There was once a child - a toddler to be precise, who was totally content when he was with his parents, as toddlers tend to be. Holding their hands - clinging to his mother’s dress - hiding beneath her legs - sitting on his father’s lap - meal time together as a family, he felt secure and warm - content with his place in the Universe - at one with himself and his environment. Nothing could be better.
Of course, as a toddler, he liked to explore and color and paint and make music. He investigated the world around him making exciting discoveries daily. He expressed himself with the colors of his crayons and his clay sculptures - with the sounds of sticks on drums - rubber bands strung on a box. However no matter how extensive our toddler’s exploration of the outside world (around him), he always wanted to know that one of his parents was nearby. Sometimes he would try to escape - but only in fun. In short everything was perfect as long as his Mind knew where his parents were.

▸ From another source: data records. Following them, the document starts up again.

use nalgebra::{RealField, SVector};

/// Outcome of a fit finalization.
///
/// Numerical degeneracy is reported through this value and never panics:
/// too few neighbors, a vanishing weight sum or a vanishing denominator
/// yield [`Undefined`](FitState::Undefined) with the primitive reset.
/// [`Unstable`](FitState::Unstable) is reserved for borderline
/// conditioning; the current policy returns `Stable` whenever the
/// `Undefined` checks pass.
#[derive(Clone, Copy, Debug, PartialEq, Eq)]
pub enum FitState {
    Undefined,
    Unstable,
    Stable,
}

impl FitState {
    pub fn is_stable(self) -> bool {
        self == FitState::Stable
    }

    /// Stable or unstable: the primitive holds usable values.
    pub fn is_ready(self) -> bool {
        matches!(self, FitState::Stable | FitState::Unstable)
    }
}

/// Weighted first-order moments shared by the fitting procedures:
/// Σw, Σw·q over relative neighbor positions, and the neighbor count.
#[derive(Clone, Copy, Debug)]
pub struct MeanAccumulator<S, const D: usize> {
    pub sum_w: S,
    pub sum_pos: SVector<S, D>,
    pub count: usize,
}

impl<S: RealField + Copy, const D: usize> MeanAccumulator<S, D> {
    pub fn zeros() -> Self {
        Self {
            sum_w: S::zero(),
            sum_pos: SVector::zeros(),
            count: 0,
        }
    }

    pub fn add(&mut self, w: S, local_q: &SVector<S, D>) {
        self.sum_w += w;
        self.sum_pos += *local_q * w;
        self.count += 1;
    }

    /// Weighted mean of the relative positions, `None` while Σw is zero.
    pub fn mean(&self) -> Option<SVector<S, D>> {
        (self.sum_w != S::zero()).then(|| self.sum_pos / self.sum_w)
    }
}
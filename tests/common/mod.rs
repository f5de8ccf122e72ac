#![allow(dead_code)]

use cloudfit::{NormalPosition, Position};
use nalgebra::Vector3;
use rand::Rng;

/// Uniform random cloud in `[-1, 1]^3`.
pub fn random_cloud(n: usize, rng: &mut impl Rng) -> Vec<Position<f64, 3>> {
    (0..n)
        .map(|_| {
            Position::new(Vector3::new(
                rng.gen_range(-1.0..1.0),
                rng.gen_range(-1.0..1.0),
                rng.gen_range(-1.0..1.0),
            ))
        })
        .collect()
}

/// Random points on the sphere of the given center and radius, with
/// outward unit normals.
pub fn sphere_cloud(
    n: usize,
    center: Vector3<f64>,
    radius: f64,
    rng: &mut impl Rng,
) -> Vec<NormalPosition<f64, 3>> {
    let mut cloud = Vec::with_capacity(n);
    while cloud.len() < n {
        let v = Vector3::new(
            rng.gen_range(-1.0..1.0),
            rng.gen_range(-1.0..1.0),
            rng.gen_range(-1.0..1.0),
        );
        let norm = v.norm();
        if norm < 1e-3 || norm > 1.0 {
            continue;
        }
        let dir = v / norm;
        cloud.push(NormalPosition::new(center + dir * radius, dir));
    }
    cloud
}

/// Indices of all points within `radius` of `query`, excluding `skip`.
pub fn brute_force_range(
    points: &[Position<f64, 3>],
    sampling: &[u32],
    query: Vector3<f64>,
    radius: f64,
    skip: Option<usize>,
) -> Vec<usize> {
    let r2 = radius * radius;
    let mut out: Vec<usize> = sampling
        .iter()
        .map(|&i| i as usize)
        .filter(|&i| Some(i) != skip)
        .filter(|&i| (points[i].pos - query).norm_squared() <= r2)
        .collect();
    out.sort_unstable();
    out
}

/// The `k` sampled points closest to `query`, excluding `skip`, ordered by
/// (distance, index).
pub fn brute_force_knn(
    points: &[Position<f64, 3>],
    sampling: &[u32],
    query: Vector3<f64>,
    k: usize,
    skip: Option<usize>,
) -> Vec<usize> {
    let mut candidates: Vec<(f64, usize)> = sampling
        .iter()
        .map(|&i| i as usize)
        .filter(|&i| Some(i) != skip)
        .map(|i| ((points[i].pos - query).norm_squared(), i))
        .collect();
    candidates.sort_by(|a, b| a.partial_cmp(b).unwrap());
    candidates.truncate(k);
    candidates.into_iter().map(|(_, i)| i).collect()
}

Then one day our toddler wandered a little too far - perhaps in a shopping mall when his mother was distracted with his siblings - perhaps in an amusement park when his father was at a counter buying tickets or food. It doesn’t really matter. Our toddler was lost. At first he was a little rattled but then he became increasingly more disturbed and upset, until finally he began whimpering, crying and then wailing. The world was no longer a friendly place. Things were severely out of balance.
A string of strangers who passed by felt impelled to offer him some good advice. “Little boy, you’ve had a good life. Much better than most of the rest of the world. There’s no reason to be upset if you compare yourself with the multitudes, which are much less fortunate than you. You should be grateful, not disturbed.”
The toddler cried even louder: “I want my Mommy and Daddy.”
Others said: “Have you pondered the meaning of life and what your relationship is to it? After all an unexamined life is not worth living.”
Our toddler wailed even louder than before: “I just want my Mommy and Daddy.”
Someone said, “I think that he just wants to be reunited with his parents.”
Another said: “Nonsense. He would be happier if he just served humanity.” - “Maybe some meditation.” - “Me, I suggest diet and exercise.”
By this time a crowd had gathered around our lost toddler - all offering good advice. “Lose yourself in your Art.” - “Maybe you need more money. Have you tried mutual funds? They’re not as risky.” - “You would be happier if you started thinking about retirement. It’s never too early, you know.” - “I think you need a girlfriend.”
However our toddler, no matter what kind of wise and sagely advice he was given continued to scream: “I want my Mommy and Daddy!!”
“Detach it’s all an illusion.” - “Just believe in Christ. Open you heart and let him in. His love will give you happiness.” - “Serve humanity” - “Submit to Allah.” The wisdom continued.
Then out of nowhere his parents appeared.
“Where did you wander off to, you little rascal? We were so worried.”
Our toddler immediately ceased his laments and wrapped the fingers of his little hands, one around a finger of his mother’s hand and the other around a finger of his father hand. All was right again. Once again he was at one with his place in the Universe.
This story has to do with the notion that wisdom doesn’t compare with alignment with the Universe.